The Open Hazards Group
Open Hazards is a group of scientists, technologists, and business people dedicated to the proposition that, through advances in forecasting and sensor technology, as well as an open, web-based approach to public information availability and sharing, we can enable a more sustainable human society in the face of severe, recurring natural disasters.
The objective of this web site is to inform and educate the public worldwide.  We provide a free, open, and independent assessment of hazard and risk due to major earthquakes, using a self-consistent, global, validated methodology. The information displayed on our web site is based on the best available science and technology as determined by the professional, peer-reviewed literature, as well as our own judgments, informed by many years of professional practice at the highest levels of academia and government. Our forecasts and risk estimates allow members of the public world-wide to understand and address, for the first time, their space- and time-dependent risk from major damaging earthquakes.

Being open, the site has an xml API to allow web sites to interact with the OpenHazards.

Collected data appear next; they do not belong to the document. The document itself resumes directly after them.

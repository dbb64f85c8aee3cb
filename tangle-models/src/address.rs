// Copyright (c) 2022 MASSA LABS <info@massa.net>

use crate::error::ModelsError;
use crate::prehash::PreHashed;
use serde_with::{DeserializeFromStr, SerializeDisplay};
use std::str::FromStr;
use tangle_hash::Hash;

const ADDRESS_PREFIX: char = 'A';

/// Ledger address, key of the balance diffs accumulated during a walk
#[derive(
    Clone, Copy, Eq, PartialEq, Ord, PartialOrd, Hash, SerializeDisplay, DeserializeFromStr,
)]
pub struct Address(pub Hash);

impl PreHashed for Address {}

impl Address {
    /// address with no owner, used by zero-value transactions
    pub const fn null() -> Self {
        Address(Hash::ZERO)
    }
}

impl std::fmt::Display for Address {
    fn fmt(&self, f: &mut std::fmt::Formatter) -> std::fmt::Result {
        write!(f, "{}{}", ADDRESS_PREFIX, self.0.to_bs58_check())
    }
}

impl std::fmt::Debug for Address {
    fn fmt(&self, f: &mut std::fmt::Formatter) -> std::fmt::Result {
        write!(f, "{}", self)
    }
}

impl FromStr for Address {
    type Err = ModelsError;
    fn from_str(s: &str) -> Result<Self, Self::Err> {
        let mut chars = s.chars();
        match chars.next() {
            Some(prefix) if prefix == ADDRESS_PREFIX => {
                let data = chars.collect::<String>();
                Ok(Address(
                    Hash::from_bs58_check(&data).map_err(|_| ModelsError::AddressParseError)?,
                ))
            }
            _ => Err(ModelsError::AddressParseError),
        }
    }
}
// Copyright (c) 2022 MASSA LABS <info@massa.net>

//! Stages of a tip selection.
//!
//! A selection picks a starting tip, backtracks from it to an entry point,
//! rates the subtangle above the entry point and walks it twice. Each stage
//! is a trait so that the engine can be assembled from any implementation.

use crate::{BalanceDiff, RatingMap, TipSelResult};
use tangle_models::prehash::PreHashSet;
use tangle_models::TransactionId;

/// Picks the tip the entry point search starts from
#[cfg_attr(any(test, feature = "test-exports"), mockall::automock)]
pub trait StartingTipSelector: Send + Sync {
    /// a tip of the main part of the tangle
    fn get_starting_tip(&self) -> TipSelResult<TransactionId>;
}

/// Picks the transaction random walks start from
#[cfg_attr(any(test, feature = "test-exports"), mockall::automock)]
pub trait EntryPointSelector: Send + Sync {
    /// entry point of the next walks
    fn get_entry_point(&self) -> TipSelResult<TransactionId>;
}

/// Cumulative weights
#[cfg_attr(any(test, feature = "test-exports"), mockall::automock)]
pub trait RatingCalculator: Send + Sync {
    /// Rates `entry_point` and every transaction approving it, up to the
    /// configured maximum subtangle size. A rating counts the transaction
    /// itself and saturates at the configured maximum future set size.
    fn calculate(&self, entry_point: &TransactionId) -> TipSelResult<RatingMap>;

    /// Rating of `id` alone: 1 plus the size of its future set. Counting
    /// stops once the rating exceeds the configured maximum subtangle size.
    fn calculate_single(&self, id: &TransactionId) -> TipSelResult<usize>;
}

/// Bundle tail resolution
#[cfg_attr(any(test, feature = "test-exports"), mockall::automock)]
pub trait TailFinder: Send + Sync {
    /// The index 0 transaction of the bundle `id` belongs to,
    /// `None` if it cannot be resolved locally.
    fn find_tail(&self, id: &TransactionId) -> TipSelResult<Option<TransactionId>>;
}

/// Gate of every step of one walk. Keeps the walk state.
#[cfg_attr(any(test, feature = "test-exports"), mockall::automock)]
pub trait WalkValidator {
    /// true if the walk may move to `id`; the walk state is updated on success
    fn is_valid(&mut self, id: &TransactionId) -> TipSelResult<bool>;
}

/// Random walk towards the tips
pub trait Walker: Send + Sync {
    /// Walks from `entry_point` through the rated approvers until no valid
    /// approver is left and returns the last position.
    fn walk(
        &self,
        entry_point: &TransactionId,
        ratings: &RatingMap,
        validator: &mut dyn WalkValidator,
    ) -> TipSelResult<TransactionId>;
}

/// Transitive approval
#[cfg_attr(any(test, feature = "test-exports"), mockall::automock)]
pub trait ReferenceChecker: Send + Sync {
    /// true if `from` directly or indirectly approves `to`
    fn does_reference(&self, from: &TransactionId, to: &TransactionId) -> TipSelResult<bool>;
}

/// Ledger consistency service
#[cfg_attr(any(test, feature = "test-exports"), mockall::automock)]
pub trait LedgerValidator: Send + Sync {
    /// Tries to merge the balance effect of `tip` and its unapproved past
    /// into `diff`. On success `approved` and `diff` are updated and true is
    /// returned; on a double spend nothing is modified and false is returned.
    fn update_diff(
        &self,
        approved: &mut PreHashSet<TransactionId>,
        diff: &mut BalanceDiff,
        tip: &TransactionId,
    ) -> TipSelResult<bool>;

    /// true if the combined past of `tips` is consistent
    fn check_consistency(&self, tips: &[TransactionId]) -> TipSelResult<bool>;
}
// Copyright (c) 2022 MASSA LABS <info@massa.net>

use serde::{Deserialize, Serialize};
use tangle_models::prehash::{CapacityAllocator, PreHashMap, PreHashSet};
use tangle_models::{Address, TransactionId};

/// Cumulative weight of every transaction of the subtangle above an entry point
pub type RatingMap = PreHashMap<TransactionId, usize>;

/// Balance changes accumulated along a walk
pub type BalanceDiff = PreHashMap<Address, i64>;

/// State of one walk: the transactions already accepted and their
/// combined balance effect. Owned by a single walk, dropped at its end.
#[derive(Debug, Default, Clone)]
pub struct WalkState {
    /// transactions whose effect is already in `diff`
    pub approved: PreHashSet<TransactionId>,
    /// accumulated balance changes
    pub diff: BalanceDiff,
}

impl WalkState {
    /// empty state
    pub fn new() -> Self {
        WalkState {
            approved: PreHashSet::with_capacity(16),
            diff: BalanceDiff::with_capacity(16),
        }
    }
}

/// Reason a walk step was refused. Only reported in logs.
#[derive(Debug, Clone, Copy, PartialEq, Eq, displaydoc::Display)]
pub enum WalkRejection {
    /// content not available locally
    Placeholder,
    /// not the tail of its bundle
    NotTail,
    /// not solid
    NotSolid,
    /// inconsistent with the balance changes of the walk
    InconsistentDiff,
}

/// The pair of transactions a new transaction should approve
#[derive(Debug, Clone, Copy, PartialEq, Eq, Serialize, Deserialize)]
pub struct TransactionsToApprove {
    /// trunk
    pub trunk: TransactionId,
    /// branch
    pub branch: TransactionId,
}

GetEarthquakeProbability API

For a specified location, the GetEarthquakeProbability API returns:

  1. The latitude and longitude of the location.

  2. The current expected rate of earthquakes of specified magnitude over a specifiec time window.

  3. The current exptected probability of experiencing at least one such earthquake.

The GetEarthquakeProbability Web Service is located at:
http://api.openhazards.com/GetEarthquakeProbability.xml.

How do you validate OpenHazard results?

How does OH validate its forecasts?

Open Hazards validates its forecasts using the same types of statistical testing that are used in the weather/climate/financial forecasting communities.  These tests are used to determine resolution, the ability of a forecast to discriminate between alternative outcomes; reliability, whether the predicted frequency of events matches the observed frequency of events; and sharpness, whether events tend to occur at high forecast probabilities, and no events tend to  occur at low forecast probabilities, in contrast to methods in which events tend to occur near average values of probability.

Why did OH choose this approach to validate its forecasts?

Open Hazards feels that it is best to use testing procedures that have become standardized by extensive use in other fields, rather than inventing new statistical tests whose uses and properties are not well understood.